The Pharmalot blog reported today that Merck received approval from the US Food and Drug Administration to use Gardasil to prevent vaginal and vulval cancer in addition to cervical cancer.

Of late, Gardasil has been a lightening rod for controversy—mostly because of Merck’s unrelenting marketing campaigns (and the behind-the-scenes lobbying for the vaccine to be placed on the US mandatory vaccination list)  coupled with the Christian right’s moral machinations about premarital sex and sexually transmitted diseases in general. Also, let’s not forget the brouhaha surrounding FDA’s decision to delay approval of GlaxoSmithKline’s competing cervical cancer vaccine called Cervarix. Finally, about a month ago, there was study published in the New England Journal of Medicine questioning the cost effectiveness of Gardasil vaccination of women after the age of 18.

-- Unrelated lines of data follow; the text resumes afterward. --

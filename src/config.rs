//! Configuration types for the session layer.

use serde::{Deserialize, Serialize};
use std::time::Duration;

use crate::error::{SessionError, SessionResult};

/// MQTT protocol version.
///
/// A version is identified on the wire by the protocol name / level pair
/// carried in CONNECT.
#[derive(Debug, Clone, Copy, PartialEq, Eq, Serialize, Deserialize)]
pub enum ProtocolVersion {
    /// MQTT 3.1
    #[serde(rename = "3.1")]
    V31,
    /// MQTT 3.1.1
    #[serde(rename = "3.1.1")]
    V311,
}

impl ProtocolVersion {
    /// Get the protocol name used in CONNECT.
    #[must_use]
    pub fn name(&self) -> &'static str {
        match self {
            Self::V31 => "MQIsdp",
            Self::V311 => "MQTT",
        }
    }

    /// Get the protocol level byte.
    #[must_use]
    pub fn level(&self) -> u8 {
        match self {
            Self::V31 => 3,
            Self::V311 => 4,
        }
    }

    /// Resolve the version a CONNECT announces, if the name/level pair is
    /// one we know.
    pub fn from_connect(name: &str, level: u8) -> Option<Self> {
        match (name, level) {
            ("MQIsdp", 3) => Some(Self::V31),
            ("MQTT", 4) => Some(Self::V311),
            _ => None,
        }
    }
}

/// Session layer configuration.
#[derive(Debug, Clone, Serialize, Deserialize)]
#[serde(default)]
pub struct SessionConfig {
    /// Protocol versions a broker session accepts.
    pub versions: Vec<ProtocolVersion>,

    /// Keep-alive interval used when the caller does not pick one.
    #[serde(with = "humantime_serde")]
    pub default_keep_alive: Duration,

    /// Maximum client identifier length a broker session accepts.
    pub max_client_id_len: usize,

    /// Maximum subscriptions per session; filters beyond this are refused
    /// in the SUBACK rather than closing the session.
    pub max_subscriptions: usize,
}

impl Default for SessionConfig {
    fn default() -> Self {
        Self {
            versions: vec![ProtocolVersion::V311, ProtocolVersion::V31],
            default_keep_alive: Duration::from_secs(60),
            max_client_id_len: 256,
            max_subscriptions: 100,
        }
    }
}

impl SessionConfig {
    /// Parse a configuration from raw TOML.
    pub fn from_toml(raw: &str) -> SessionResult<Self> {
        toml::from_str(raw).map_err(|e| SessionError::Config(e.to_string()))
    }

    /// Whether the given protocol name/level pair is accepted.
    pub fn accepts_version(&self, name: &str, level: u8) -> bool {
        ProtocolVersion::from_connect(name, level)
            .map(|v| self.versions.contains(&v))
            .unwrap_or(false)
    }
}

Regardless of your moral, ethical or business concerns about Gardasil, the bottom line is this: girls/women vaccinated with Gardasil are much less likely to develop cervical cancer as compared with those who are not vaccinated.

As I have mentioned before, all approved and marketed drugs have side effects and possible safety/tolerability issues. More importantly, the decision to approve a particular drug is always based on a careful risks/benefits assessment by government healthcare regulators. Whether or not a person uses a drug or vaccine is ultimately a personal choice. With the exception of mandatory childhood vaccines (children can be exempted for moral or religious reasons), every American has the right to decide whether or not to use a medication or undergo a treatment recommend by a healthcare professional. Based on everything that I have read about Gardasil, it appears to be a safe and effective vaccine to prevent cervical cancer. When FDA finally approves Cervarix (probably sometime in late 2009), it will offer women who may have concerns about Gardasil with an alternate vaccine to protect them against developing cervical cancer.

The funny thing about the Gardasil firestorm is that cervical cancer isn’t a major healthcare problem in the US. This is because a majority of American women undergo annual routine gynecological examinations (that include pap smears, the current gold standard for cervical cancer detection). In contrast, cervical cancer is a major healthcare problem and economic concern in Asia, most notably in China and India. This begs the question—why are Merck and GSK so intent on selling their cervical cancer vaccines in the US? Put simply, there is still much more money to be made in the US than in Asia. Look for approval of Gardasil and Cervarix in China and India when the middle class of both countries reach a critical mass.

Until next time…

Good Luck and Good Job Hunting!!!!!!